Informację o jego śmierci przekazał Niemiecki Związek Piłki Nożnej. Horst Eckel zmarł w wieku 89 lat.
"Cud w Bernie" - tak określa się mecz finałowy mistrzostw świata 1954 między reprezentacjami RFN i Węgier. Niemcy sensacyjnie wygrali 3:2. Horst Eckel był ostatnim żyjącym członkiem drużyny.
- Po ostatnim gwizdku wiedzieliśmy, że jesteśmy mistrzami świata.
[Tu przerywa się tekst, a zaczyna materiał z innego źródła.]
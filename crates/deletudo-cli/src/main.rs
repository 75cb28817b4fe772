//! Deletudo CLI: release packaging for the browser extension
//!
//! ## Usage
//!
//! ```bash
//! deletudo package --wasm-pkg crates/deletudo/pkg                     # chrome and firefox
//! deletudo package --wasm-pkg crates/deletudo/pkg --browser firefox   # one target
//! ```

use clap::Parser;
use deletudo_cli::{
    handlers::execute_package, Cli, CliConfig, CliResult, ColorChoice, Commands, Verbosity,
};
use std::process::ExitCode;

fn main() -> ExitCode {
    match run() {
        Ok(()) => ExitCode::SUCCESS,
        Err(e) => {
            eprintln!("Error: {e}");
            ExitCode::FAILURE
        }
    }
}

fn run() -> CliResult<()> {
    let cli = Cli::parse();
    let config = build_config(&cli);
    deletudo::init_logging(config.verbosity.log_level());

    match cli.command {
        Commands::Package(args) => {
            let reports = execute_package(&config, &args)?;
            if !config.verbosity.is_quiet() {
                println!("\nPackaged {} release(s) into {}", reports.len(), args.out.display());
            }
            Ok(())
        }
    }
}

fn build_config(cli: &Cli) -> CliConfig {
    let verbosity = Verbosity::from_flags(cli.quiet, cli.verbose);
    let color: ColorChoice = cli.color.clone().into();
    CliConfig::new().with_verbosity(verbosity).with_color(color)
}
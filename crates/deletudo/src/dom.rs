//! DOM capability seam.
//!
//! The locator and synthesizer only need a handful of host capabilities:
//! structural queries against a searchable root, shadow-root enumeration,
//! geometry, event dispatch and native activation. [`Dom`] captures exactly
//! those so the same code drives `web-sys` in the browser and
//! [`MockDocument`](crate::mock::MockDocument) in native tests.

use std::fmt;

use crate::event::{BoundingBox, SyntheticEvent};
use crate::result::DeletudoResult;
use crate::selector::Selector;

/// Host DOM capabilities.
pub trait Dom {
    /// A searchable root: the document or a shadow root. Equality is
    /// identity, so a root reached twice can be recognized.
    type Root: Clone + PartialEq + fmt::Debug;

    /// An element handle; borrowed from the host, never created here
    type Element: Clone + fmt::Debug;

    /// The document root
    fn document(&self) -> DeletudoResult<Self::Root>;

    /// First light-DOM descendant of `root` matching `selector`, in document
    /// order. Does not enter shadow trees.
    fn query(&self, root: &Self::Root, selector: &Selector)
        -> DeletudoResult<Option<Self::Element>>;

    /// Shadow roots attached to descendants of `root`, in document order of
    /// their hosts. Only the immediate shadow trees are returned; nested ones
    /// are reached by searching the returned roots.
    fn shadow_roots(&self, root: &Self::Root) -> DeletudoResult<Vec<Self::Root>>;

    /// Current on-screen bounding box
    fn bounding_box(&self, element: &Self::Element) -> DeletudoResult<BoundingBox>;

    /// First element child, if any
    fn first_element_child(&self, element: &Self::Element) -> Option<Self::Element>;

    /// Dispatch `event` on `element`
    fn dispatch(&self, element: &Self::Element, event: &SyntheticEvent) -> DeletudoResult<bool>;

    /// Invoke the element's native activation (`HTMLElement.click()`).
    ///
    /// Returns `Ok(false)` when the element exposes none.
    fn native_click(&self, element: &Self::Element) -> DeletudoResult<bool>;

    /// Short label for log lines, e.g. `div.T-I#:4`
    fn describe(&self, element: &Self::Element) -> String;
}
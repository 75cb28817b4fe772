//! Result and error types for Deletudo.

use thiserror::Error;

/// Result type for Deletudo operations
pub type DeletudoResult<T> = Result<T, DeletudoError>;

/// Errors that can occur while handling a delete shortcut
#[derive(Debug, Clone, PartialEq, Eq, Error)]
pub enum DeletudoError {
    /// A selector pattern could not be parsed or was rejected by the host
    #[error("Invalid selector {selector:?}: {message}")]
    InvalidSelector {
        /// Offending pattern
        selector: String,
        /// Error message
        message: String,
    },

    /// The strategy table has no patterns
    #[error("Selector strategy list is empty")]
    EmptyStrategies,

    /// No trigger keys configured
    #[error("No trigger keys configured")]
    NoTriggerKeys,

    /// Event construction or dispatch failed
    #[error("Failed to dispatch {event}: {message}")]
    Dispatch {
        /// DOM event type
        event: String,
        /// Error message
        message: String,
    },

    /// Target element is no longer attached to the document
    #[error("Element detached from document: {element}")]
    Detached {
        /// Element description
        element: String,
    },

    /// Window or document unavailable
    #[error("No document available")]
    NoDocument,

    /// Exception thrown by the JavaScript host
    #[error("JavaScript error: {message}")]
    Js {
        /// Error message
        message: String,
    },
}

impl DeletudoError {
    /// Create an invalid selector error
    #[must_use]
    pub fn invalid_selector(selector: impl Into<String>, message: impl Into<String>) -> Self {
        Self::InvalidSelector {
            selector: selector.into(),
            message: message.into(),
        }
    }

    /// Create a dispatch error
    #[must_use]
    pub fn dispatch(event: impl Into<String>, message: impl Into<String>) -> Self {
        Self::Dispatch {
            event: event.into(),
            message: message.into(),
        }
    }

    /// Create a detached element error
    #[must_use]
    pub fn detached(element: impl Into<String>) -> Self {
        Self::Detached {
            element: element.into(),
        }
    }

    /// Create a JavaScript error
    #[must_use]
    pub fn js(message: impl Into<String>) -> Self {
        Self::Js {
            message: message.into(),
        }
    }
}
//! Deletudo CLI Library
//!
//! Release tooling for the Deletudo browser extension.

#![warn(missing_docs)]
#![cfg_attr(test, allow(clippy::unwrap_used, clippy::expect_used))]

mod commands;
mod config;
mod error;
pub mod handlers;
mod output;

pub use commands::{BrowserTarget, Cli, ColorArg, Commands, PackageArgs};
pub use config::{CliConfig, ColorChoice, Verbosity};
pub use error::{CliError, CliResult};
pub use output::Reporter;
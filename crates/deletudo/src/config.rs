//! Runtime configuration for the delete shortcut.
//!
//! There is no user-facing settings UI; the browser entry point always runs
//! with [`DeleteConfig::default`]. The builders exist for tests and for
//! embedding the engine against other hosts.

use serde::{Deserialize, Serialize};

use crate::context::{ContextGuard, DEFAULT_HOST, DEFAULT_INBOX_MARKER};
use crate::locator::DEFAULT_MAX_SHADOW_DEPTH;
use crate::result::{DeletudoError, DeletudoResult};
use crate::selector::{SelectorStrategy, DEFAULT_DELETE_SELECTORS};

/// Keys that trigger a delete
pub const DEFAULT_TRIGGER_KEYS: &[&str] = &["Delete", "d"];

/// Default log filter
pub const DEFAULT_LOG_LEVEL: &str = "info";

/// Configuration for the delete shortcut
#[derive(Debug, Clone, PartialEq, Eq, Serialize, Deserialize)]
#[serde(default)]
pub struct DeleteConfig {
    /// Webmail hostname
    pub host: String,
    /// Fragment token for the inbox view
    pub inbox_marker: String,
    /// `KeyboardEvent.key` values that trigger a delete
    pub trigger_keys: Vec<String>,
    /// Delete-control patterns in priority order
    pub strategies: Vec<String>,
    /// Shadow nesting limit for the locator
    pub max_shadow_depth: usize,
    /// Log filter directive (`info`, `deletudo=debug`, ...)
    pub log_level: String,
}

impl Default for DeleteConfig {
    fn default() -> Self {
        Self {
            host: DEFAULT_HOST.to_string(),
            inbox_marker: DEFAULT_INBOX_MARKER.to_string(),
            trigger_keys: DEFAULT_TRIGGER_KEYS.iter().map(ToString::to_string).collect(),
            strategies: DEFAULT_DELETE_SELECTORS
                .iter()
                .map(ToString::to_string)
                .collect(),
            max_shadow_depth: DEFAULT_MAX_SHADOW_DEPTH,
            log_level: DEFAULT_LOG_LEVEL.to_string(),
        }
    }
}

impl DeleteConfig {
    /// Create the default configuration
    #[must_use]
    pub fn new() -> Self {
        Self::default()
    }

    /// Set the webmail host
    #[must_use]
    pub fn with_host(mut self, host: impl Into<String>) -> Self {
        self.host = host.into();
        self
    }

    /// Set the inbox fragment token
    #[must_use]
    pub fn with_inbox_marker(mut self, marker: impl Into<String>) -> Self {
        self.inbox_marker = marker.into();
        self
    }

    /// Replace the trigger keys
    #[must_use]
    pub fn with_trigger_keys<I, S>(mut self, keys: I) -> Self
    where
        I: IntoIterator<Item = S>,
        S: Into<String>,
    {
        self.trigger_keys = keys.into_iter().map(Into::into).collect();
        self
    }

    /// Replace the strategy table
    #[must_use]
    pub fn with_strategies<I, S>(mut self, patterns: I) -> Self
    where
        I: IntoIterator<Item = S>,
        S: Into<String>,
    {
        self.strategies = patterns.into_iter().map(Into::into).collect();
        self
    }

    /// Set the shadow nesting limit
    #[must_use]
    pub const fn with_max_shadow_depth(mut self, depth: usize) -> Self {
        self.max_shadow_depth = depth;
        self
    }

    /// Set the log filter
    #[must_use]
    pub fn with_log_level(mut self, level: impl Into<String>) -> Self {
        self.log_level = level.into();
        self
    }

    /// Check the configuration and build the parsed strategy table
    pub fn validate(&self) -> DeletudoResult<SelectorStrategy> {
        if self.trigger_keys.iter().all(String::is_empty) {
            return Err(DeletudoError::NoTriggerKeys);
        }
        SelectorStrategy::new(&self.strategies)
    }

    /// Context guard for this configuration
    #[must_use]
    pub fn guard(&self) -> ContextGuard {
        ContextGuard::new(self.host.clone(), self.inbox_marker.clone())
    }
}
Ale nie zdawaliśmy sobie sprawy, co to oznacza dla ludzi w kraju, dopóki nie weszliśmy ponownie na niemiecką ziemię. To było wspaniałe przyjęcie - wspominał Eckel.
Jak przypomina "Bild", niektórzy nawet nazywają "cud w Bernie" prawdziwą datą założenia Republiki Federalnej Niemiec. "Zwycięstwo pomogło zasygnalizować polityczne i gospodarcze przebudzenie narodu zachodnioniemieckiego dziewięć lat po zakończeniu II wojny światowej" - uzupełnia dw.com.
W trakcie finałów MŚ 1954 miał 22 lata. Mimo młodego wieku był filarem zespołu, zagrał we wszystkich sześciu spotkaniach mundialu.